The current spate of violence directed at African nationals was fuelled by remarks by the Zulu king, Goodwill Zwelithini, who told supporters that foreigners were everywhere and that they “dirty” South African streets with their “unsightly goods”. The king also called on the South African government to ask foreigners, whom he compared to “lice”, to pack their bags and return to their countries of origin. The remarks sparked riots, similar to those that engulfed the country in 2008, leaving seven dead, hundreds injured, thousands displaced and many foreign-owned shops destroyed.
Why is the scourge of racial street violence engulfing the rainbow nation? The South African press has been awash in explanations, most of which focus on the slow pace of racial integration since the fall of the apartheid regime in 1994.
The machete-wielding attackers are poor South Africans and they have found a convenient scapegoat in African migrants and asylum seekers who arrive in South Africa as a result of violence in their home countries or to look for a better economic future.
Perceived South African exceptionalism also plays a factor.
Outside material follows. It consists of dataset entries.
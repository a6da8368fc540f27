use redis::aio::ConnectionLike;
use serde_json::Value;

use crate::{
    errors::RepoError,
    runtime::{commands::CommitCommand, scripts::COMMIT_BATCH_SCRIPT},
};

/// Runs the batch commit script and returns the new version of every written path.
pub async fn execute_commit<C>(conn: &mut C, command: &CommitCommand) -> Result<Vec<u64>, RepoError>
where
    C: ConnectionLike + Send,
{
    let payload = serde_json::to_string(command).map_err(|err| RepoError::Other {
        message: format!("failed to serialize commit: {err}").into(),
    })?;

    let mut invocation = COMMIT_BATCH_SCRIPT.prepare_invoke();
    invocation.arg(payload);
    let raw: String = invocation.invoke_async(conn).await.map_err(RepoError::from)?;

    let value: Value = serde_json::from_str(&raw).map_err(|err| RepoError::Other {
        message: format!("failed to parse lua response: {err}").into(),
    })?;
    parse_response(&value, command.writes.len())
}

fn parse_response(value: &Value, expected_len: usize) -> Result<Vec<u64>, RepoError> {
    if let Some(error) = value.get("error") {
        return match error.as_str() {
            Some("version_conflict") => Err(RepoError::VersionConflict {
                path: value.get("path").and_then(Value::as_str).unwrap_or_default().to_string(),
                expected: value.get("expected").and_then(Value::as_u64),
                actual: value.get("actual").and_then(Value::as_u64).unwrap_or_default(),
            }),
            Some(other) => Err(RepoError::Other {
                message: other.to_string().into(),
            }),
            None => Err(RepoError::Other {
                message: "lua_error".into(),
            }),
        };
    }
    let versions: Vec<u64> = value
        .get("versions")
        .and_then(Value::as_array)
        .map(|versions| versions.iter().filter_map(Value::as_u64).collect())
        .unwrap_or_default();
    if versions.len() != expected_len {
        return Err(RepoError::Other {
            message: format!("commit returned {} versions for {expected_len} writes", versions.len()).into(),
        });
    }
    Ok(versions)
}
There is a commonly held belief that South Africa maintains a singular place on the African continent. The apartheid experience was singular. The wealth and diversity of the economy is singular. Therefore, South Africans approach immigration and the presence of black foreigners with a particularly isolationist view. While the country has one of the strongest economies on the continent, this view is limited given the role that many African countries played in the toppling of the apartheid regime.
The underlying reason for this violence boils down to economics. Apartheid, at its core, was driven as much by economic interests as racism. The regime was structured to ensure that a select minority – the white population – maintained total dominance over the country’s mineral wealth. Racial legislation was merely the vehicle by which this system of colonialism was administered.
When apartheid ended in 1994, South Africa was unable to break free from this economic infrastructure, partly due to the concentration of wealth and the fact that the country’s resources were not nationalised, as they were in Zimbabwe. The white minority lost its government but it gained international acceptance – former president FW de Klerk even received a Nobel Peace Prize. More importantly, it maintained control over the economy it closely guarded.
While there have been many important achievements since 1994, including the creation of one of the most progressive constitutions on earth, the African National Congress has failed to unravel the system of economic exploitation and injustice that apartheid entrenched in South African society. It is no coincidence that expelled ANC firebrand Julius Malema recently started his own political party called the Economic Freedom Fighters.
Looking at the country today, we can see important lessons for other conflict areas around the world, especially in Israel and Palestine. In apartheid South Africa, the minority population sought to control the country’s mineral wealth by any means necessary. It does so in democratic South Africa as well. The same can be said of Israel, which maintains its occupation of the West Bank not for security reasons but to control water resources and use the Palestinian territories as a giant laboratory for its expansive weapons industry.
Resolving the ethnic, racial and religious fault lines in these countries is the easy part, as unlikely as that statement might seem in Israel and Palestine. Unravelling the economic structures that allow a select few to dominate a country’s wealth is the hard part. Until the distribution of wealth is better addressed in South Africa, xenophobic violence will continue to rear its ugly head.